Natural gas pipeline failure due to hydrogen attack

Event

Event ID
1100
Quality
Description
[NOTE of the EVENT VALIDATOR: this is a natural gas event, related to the NG supply chain. It may be however of interest for hydrogen-NG mixture transportation in pipeline.]
A 30-inch natural gas transmission pipeline ruptured, releasing about 101.5 million cubic feet of natural gas, which ignited.
The fire fighters were almost immediately on site, 3 hours later all fire suppression activities had concluded.
The pipeline failed by a combination of a manufacturing defect, a degraded coating and ineffective cathodic protection, all resulting in hydrogen-induced cracking at the outer surface of the pipeline.
The accident resulted in 1 fatality, 6 injuries, and the evacuation of over 75 people.

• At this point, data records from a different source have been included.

//! Inputs and transient resources of a model load.
//!
//! An import starts from a list of [`InputFile`]s. While converting, textures and buffers are
//! materialized as [`ResourceHandle`]s minted by a [`ResourceRegistry`]; the handles produced by
//! one load are collected in a [`ResourceUrlSet`] that revokes them all at once when the load's
//! output is replaced or discarded.
#![cfg_attr(docsrs, feature(doc_auto_cfg))]

mod handle;
mod input;
mod registry;
mod url_set;

pub use handle::*;
pub use input::*;
pub use registry::*;
pub use url_set::*;

/// The asset prelude.
///
/// This includes the most common types in this crate, re-exported for your convenience.
pub mod prelude {
    #[doc(hidden)]
    pub use crate::{
        InputFile, ResourceHandle, ResourceRegistry, ResourceRevoker, ResourceUrlSet,
        input_files_from_paths, input_files_from_urls,
    };
}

Five residences were destroyed by resulting structure fires, and an additional 14 were damaged. A nearby railroad track was also damaged, and over 30 acres of land were burned.
Event Initiating system
Classification of the physical effects
No Hydrogen Release
Nature of the consequences
Fire (No additional details provided)
Macro-region
North America
Country
United States
Date
Main component involved?
Pipeline
How was it involved?
Rupture
Initiating cause
H2-Driven Material Degradation
Root causes
Root CAUSE analysis
The INITIATING cause was the failure of a natural gas pipeline due to hydrogen cracking at a weak spot.
The NTSB investigation identified the root cause in shortcoming of the company integrity management program. It did not accurately assess the condition of the pipeline and/or estimate the risk from combined threats. The company underestimated the risk posed by hard spots because its processes and procedures were inconsistent with PHMSA guidance and industry knowledge of hard spot threat interaction.
In details, the contributing causes were:
(1) Incomplete evaluation of the risks caused by a change of gas flow direction;
(2) Limitations in data analysis related to in-line inspection tool usage;
(3) Incomplete assessment of threats and threat interactions;
(4) Missed opportunities in training and requalification practices.

Facility

Application
Other
Sub-application
Natural gas pipeline
Hydrogen supply chain stage
All components affected
NG pipeline
Location type
Underground
Operational condition
Pre-event occurrences
Two years before, the operation of the pipeline was modified. From one directional natural gas transportation, to bi-directional operation. Since this modification could induce increase in the temperature of pipeline sections triggered by compressors, and this can accelerate external corrosion, a risk analysis had been performed. Gas coolers were installed. The compressor directly related to the failed section started to be used in two years before the incident, inducing a 70 F (20 C) degree increase in that section.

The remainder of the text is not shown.